#### Data provided
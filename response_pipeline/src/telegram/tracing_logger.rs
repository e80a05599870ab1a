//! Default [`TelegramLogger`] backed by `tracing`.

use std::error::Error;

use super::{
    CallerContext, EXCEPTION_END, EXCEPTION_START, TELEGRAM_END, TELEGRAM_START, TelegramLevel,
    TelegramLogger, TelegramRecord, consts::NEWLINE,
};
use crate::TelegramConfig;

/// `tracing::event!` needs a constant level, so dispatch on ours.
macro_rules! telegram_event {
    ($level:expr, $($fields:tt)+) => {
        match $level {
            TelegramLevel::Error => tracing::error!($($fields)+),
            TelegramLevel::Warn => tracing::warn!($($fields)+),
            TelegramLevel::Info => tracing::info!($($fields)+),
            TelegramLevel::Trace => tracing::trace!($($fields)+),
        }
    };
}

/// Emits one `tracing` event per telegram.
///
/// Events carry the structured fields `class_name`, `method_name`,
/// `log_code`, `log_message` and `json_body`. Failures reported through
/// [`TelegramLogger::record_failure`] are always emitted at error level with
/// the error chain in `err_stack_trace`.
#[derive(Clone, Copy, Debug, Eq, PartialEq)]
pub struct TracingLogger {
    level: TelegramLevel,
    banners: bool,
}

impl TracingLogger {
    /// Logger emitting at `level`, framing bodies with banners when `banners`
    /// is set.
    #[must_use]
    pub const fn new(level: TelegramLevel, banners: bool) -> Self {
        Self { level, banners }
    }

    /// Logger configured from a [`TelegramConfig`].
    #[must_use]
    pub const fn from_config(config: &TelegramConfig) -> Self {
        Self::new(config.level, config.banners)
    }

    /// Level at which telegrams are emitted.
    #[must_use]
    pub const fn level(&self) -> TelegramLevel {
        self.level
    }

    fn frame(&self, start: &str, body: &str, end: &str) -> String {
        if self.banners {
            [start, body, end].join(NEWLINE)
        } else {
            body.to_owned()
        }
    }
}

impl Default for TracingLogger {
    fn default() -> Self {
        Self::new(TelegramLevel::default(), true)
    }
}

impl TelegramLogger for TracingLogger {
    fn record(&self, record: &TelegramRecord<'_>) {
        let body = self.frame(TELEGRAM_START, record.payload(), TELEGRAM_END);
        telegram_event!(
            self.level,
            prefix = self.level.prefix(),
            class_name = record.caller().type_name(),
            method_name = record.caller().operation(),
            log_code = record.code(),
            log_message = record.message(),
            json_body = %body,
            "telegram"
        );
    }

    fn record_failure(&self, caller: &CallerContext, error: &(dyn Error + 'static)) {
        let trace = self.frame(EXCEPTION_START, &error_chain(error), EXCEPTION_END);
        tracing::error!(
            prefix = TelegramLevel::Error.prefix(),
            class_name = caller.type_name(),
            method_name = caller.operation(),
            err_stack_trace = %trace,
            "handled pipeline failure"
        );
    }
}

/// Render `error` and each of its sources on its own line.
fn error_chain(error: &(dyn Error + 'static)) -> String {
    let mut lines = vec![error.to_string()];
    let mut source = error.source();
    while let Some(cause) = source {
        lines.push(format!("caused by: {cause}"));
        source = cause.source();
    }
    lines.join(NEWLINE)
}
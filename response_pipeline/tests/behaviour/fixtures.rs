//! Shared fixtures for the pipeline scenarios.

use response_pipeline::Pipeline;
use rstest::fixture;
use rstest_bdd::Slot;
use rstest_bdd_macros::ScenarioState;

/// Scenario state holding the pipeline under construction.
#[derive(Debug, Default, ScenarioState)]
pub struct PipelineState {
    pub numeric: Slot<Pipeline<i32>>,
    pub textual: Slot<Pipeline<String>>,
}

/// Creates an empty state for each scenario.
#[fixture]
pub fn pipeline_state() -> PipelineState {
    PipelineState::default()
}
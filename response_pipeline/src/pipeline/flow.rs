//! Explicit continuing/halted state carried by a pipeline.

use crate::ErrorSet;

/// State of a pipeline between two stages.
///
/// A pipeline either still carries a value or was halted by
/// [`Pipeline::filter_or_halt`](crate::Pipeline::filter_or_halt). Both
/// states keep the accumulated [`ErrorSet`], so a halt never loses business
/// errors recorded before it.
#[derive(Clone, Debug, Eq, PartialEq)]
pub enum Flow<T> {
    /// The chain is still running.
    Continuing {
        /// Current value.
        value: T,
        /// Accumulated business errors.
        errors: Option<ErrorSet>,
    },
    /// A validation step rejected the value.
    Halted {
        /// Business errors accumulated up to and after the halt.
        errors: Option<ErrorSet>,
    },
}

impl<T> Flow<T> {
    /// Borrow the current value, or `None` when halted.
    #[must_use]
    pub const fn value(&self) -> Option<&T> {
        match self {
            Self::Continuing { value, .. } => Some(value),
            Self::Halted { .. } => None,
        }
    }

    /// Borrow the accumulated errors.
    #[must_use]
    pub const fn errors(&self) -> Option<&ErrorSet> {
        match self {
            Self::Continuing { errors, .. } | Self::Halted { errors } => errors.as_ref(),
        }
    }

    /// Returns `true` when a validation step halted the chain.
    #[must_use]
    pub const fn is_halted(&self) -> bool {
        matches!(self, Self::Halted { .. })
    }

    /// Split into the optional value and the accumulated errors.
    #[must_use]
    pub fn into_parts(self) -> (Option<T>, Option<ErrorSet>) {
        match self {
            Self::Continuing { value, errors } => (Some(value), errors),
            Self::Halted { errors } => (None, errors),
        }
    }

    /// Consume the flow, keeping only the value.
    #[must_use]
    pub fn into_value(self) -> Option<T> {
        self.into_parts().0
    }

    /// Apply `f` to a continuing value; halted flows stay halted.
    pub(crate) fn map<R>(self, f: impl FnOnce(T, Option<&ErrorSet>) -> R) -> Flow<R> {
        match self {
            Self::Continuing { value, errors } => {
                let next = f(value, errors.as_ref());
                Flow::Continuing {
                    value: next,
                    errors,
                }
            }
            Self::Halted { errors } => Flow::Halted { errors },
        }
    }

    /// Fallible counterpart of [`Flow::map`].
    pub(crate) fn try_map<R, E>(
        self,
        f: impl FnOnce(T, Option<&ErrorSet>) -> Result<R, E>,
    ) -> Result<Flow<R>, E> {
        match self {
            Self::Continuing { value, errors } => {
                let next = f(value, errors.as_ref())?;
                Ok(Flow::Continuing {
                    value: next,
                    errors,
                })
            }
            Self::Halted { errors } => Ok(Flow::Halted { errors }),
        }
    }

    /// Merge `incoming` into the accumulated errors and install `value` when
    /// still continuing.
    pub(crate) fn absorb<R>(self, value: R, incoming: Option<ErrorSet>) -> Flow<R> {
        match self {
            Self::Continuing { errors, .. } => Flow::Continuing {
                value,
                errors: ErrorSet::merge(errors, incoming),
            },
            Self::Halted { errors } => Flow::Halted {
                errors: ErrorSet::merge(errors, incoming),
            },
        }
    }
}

#### Directions for this task
Could the data above be returned exactly as it stands?

#### Result of the task
filename response_pipeline/src/telegram/tracing_logger.rs
repository e80a05599870ab1a
//! Default [`TelegramLogger`] backed by `tracing`.

use std::error::Error;

use super::{
    CallerContext, EXCEPTION_END, EXCEPTION_START, TELEGRAM_END, TELEGRAM_START, TelegramLevel,
    TelegramLogger, TelegramRecord, consts::NEWLINE,
};
use crate::TelegramConfig;

/// `tracing::event!` needs a constant level, so dispatch on ours.
macro_rules! telegram_event {
    ($level:expr, $($fields:tt)+) => {
        match $level {
            TelegramLevel::Error => tracing::error!($($fields)+),
            TelegramLevel::Warn => tracing::warn!($($fields)+),
            TelegramLevel::Info => tracing::info!($($fields)+),
            TelegramLevel::Trace => tracing::trace!($($fields)+),
        }
    };
}

/// Emits one `tracing` event per telegram.
///
/// Events carry the structured fields `class_name`, `method_name`,
/// `log_code`, `log_message` and `json_body`. Failures reported through
/// [`TelegramLogger::record_failure`] are always emitted at error level with
/// the error chain in `err_stack_trace`.
#[derive(Clone, Copy, Debug, Eq, PartialEq)]
pub struct TracingLogger {
    level: TelegramLevel,
    banners: bool,
}

impl TracingLogger {
    /// Logger emitting at `level`, framing bodies with banners when `banners`
    /// is set.
    #[must_use]
    pub const fn new(level: TelegramLevel, banners: bool) -> Self {
        Self { level, banners }
    }

    /// Logger configured from a [`TelegramConfig`].
    #[must_use]
    pub const fn from_config(config: &TelegramConfig) -> Self {
        Self::new(config.level, config.banners)
    }

    /// Level at which telegrams are emitted.
    #[must_use]
    pub const fn level(&self) -> TelegramLevel {
        self.level
    }

    fn frame(&self, start: &str, body: &str, end: &str) -> String {
        if self.banners {
            [start, body, end].join(NEWLINE)
        } else {
            body.to_owned()
        }
    }
}

impl Default for TracingLogger {
    fn default() -> Self {
        Self::new(TelegramLevel::default(), true)
    }
}

impl TelegramLogger for TracingLogger {
    fn record(&self, record: &TelegramRecord<'_>) {
        let body = self.frame(TELEGRAM_START, record.payload(), TELEGRAM_END);
        telegram_event!(
            self.level,
            prefix = self.level.prefix(),
            class_name = record.caller().type_name(),
            method_name = record.caller().operation(),
            log_code = record.code(),
            log_message = record.message(),
            json_body = %body,
            "telegram"
        );
    }

    fn record_failure(&self, caller: &CallerContext, error: &(dyn Error + 'static)) {
        let trace = self.frame(EXCEPTION_START, &error_chain(error), EXCEPTION_END);
        tracing::error!(
            prefix = TelegramLevel::Error.prefix(),
            class_name = caller.type_name(),
            method_name = caller.operation(),
            err_stack_trace = %trace,
            "handled pipeline failure"
        );
    }
}

/// Render `error` and each of its sources on its own line.
fn error_chain(error: &(dyn Error + 'static)) -> String {
    let mut lines = vec![error.to_string()];
    let mut source = error.source();
    while let Some(cause) = source {
        lines.push(format!("caused by: {cause}"));
        source = cause.source();
    }
    lines.join(NEWLINE)
}
filename response_pipeline/tests/behaviour/fixtures.rs
//! Shared fixtures for the pipeline scenarios.

use response_pipeline::Pipeline;
use rstest::fixture;
use rstest_bdd::Slot;
use rstest_bdd_macros::ScenarioState;

/// Scenario state holding the pipeline under construction.
#[derive(Debug, Default, ScenarioState)]
pub struct PipelineState {
    pub numeric: Slot<Pipeline<i32>>,
    pub textual: Slot<Pipeline<String>>,
}

/// Creates an empty state for each scenario.
#[fixture]
pub fn pipeline_state() -> PipelineState {
    PipelineState::default()
}
filename response_pipeline/src/pipeline/flow.rs
//! Explicit continuing/halted state carried by a pipeline.

use crate::ErrorSet;

/// State of a pipeline between two stages.
///
/// A pipeline either still carries a value or was halted by
/// [`Pipeline::filter_or_halt`](crate::Pipeline::filter_or_halt). Both
/// states keep the accumulated [`ErrorSet`], so a halt never loses business
/// errors recorded before it.
#[derive(Clone, Debug, Eq, PartialEq)]
pub enum Flow<T> {
    /// The chain is still running.
    Continuing {
        /// Current value.
        value: T,
        /// Accumulated business errors.
        errors: Option<ErrorSet>,
    },
    /// A validation step rejected the value.
    Halted {
        /// Business errors accumulated up to and after the halt.
        errors: Option<ErrorSet>,
    },
}

impl<T> Flow<T> {
    /// Borrow the current value, or `None` when halted.
    #[must_use]
    pub const fn value(&self) -> Option<&T> {
        match self {
            Self::Continuing { value, .. } => Some(value),
            Self::Halted { .. } => None,
        }
    }

    /// Borrow the accumulated errors.
    #[must_use]
    pub const fn errors(&self) -> Option<&ErrorSet> {
        match self {
            Self::Continuing { errors, .. } | Self::Halted { errors } => errors.as_ref(),
        }
    }

    /// Returns `true` when a validation step halted the chain.
    #[must_use]
    pub const fn is_halted(&self) -> bool {
        matches!(self, Self::Halted { .. })
    }

    /// Split into the optional value and the accumulated errors.
    #[must_use]
    pub fn into_parts(self) -> (Option<T>, Option<ErrorSet>) {
        match self {
            Self::Continuing { value, errors } => (Some(value), errors),
            Self::Halted { errors } => (None, errors),
        }
    }

    /// Consume the flow, keeping only the value.
    #[must_use]
    pub fn into_value(self) -> Option<T> {
        self.into_parts().0
    }

    /// Apply `f` to a continuing value; halted flows stay halted.
    pub(crate) fn map<R>(self, f: impl FnOnce(T, Option<&ErrorSet>) -> R) -> Flow<R> {
        match self {
            Self::Continuing { value, errors } => {
                let next = f(value, errors.as_ref());
                Flow::Continuing {
                    value: next,
                    errors,
                }
            }
            Self::Halted { errors } => Flow::Halted { errors },
        }
    }

    /// Fallible counterpart of [`Flow::map`].
    pub(crate) fn try_map<R, E>(
        self,
        f: impl FnOnce(T, Option<&ErrorSet>) -> Result<R, E>,
    ) -> Result<Flow<R>, E> {
        match self {
            Self::Continuing { value, errors } => {
                let next = f(value, errors.as_ref())?;
                Ok(Flow::Continuing {
                    value: next,
                    errors,
                })
            }
            Self::Halted { errors } => Ok(Flow::Halted { errors }),
        }
    }

    /// Merge `incoming` into the accumulated errors and install `value` when
    /// still continuing.
    pub(crate) fn absorb<R>(self, value: R, incoming: Option<ErrorSet>) -> Flow<R> {
        match self {
            Self::Continuing { errors, .. } => Flow::Continuing {
                value,
                errors: ErrorSet::merge(errors, incoming),
            },
            Self::Halted { errors } => Flow::Halted {
                errors: ErrorSet::merge(errors, incoming),
            },
        }
    }
}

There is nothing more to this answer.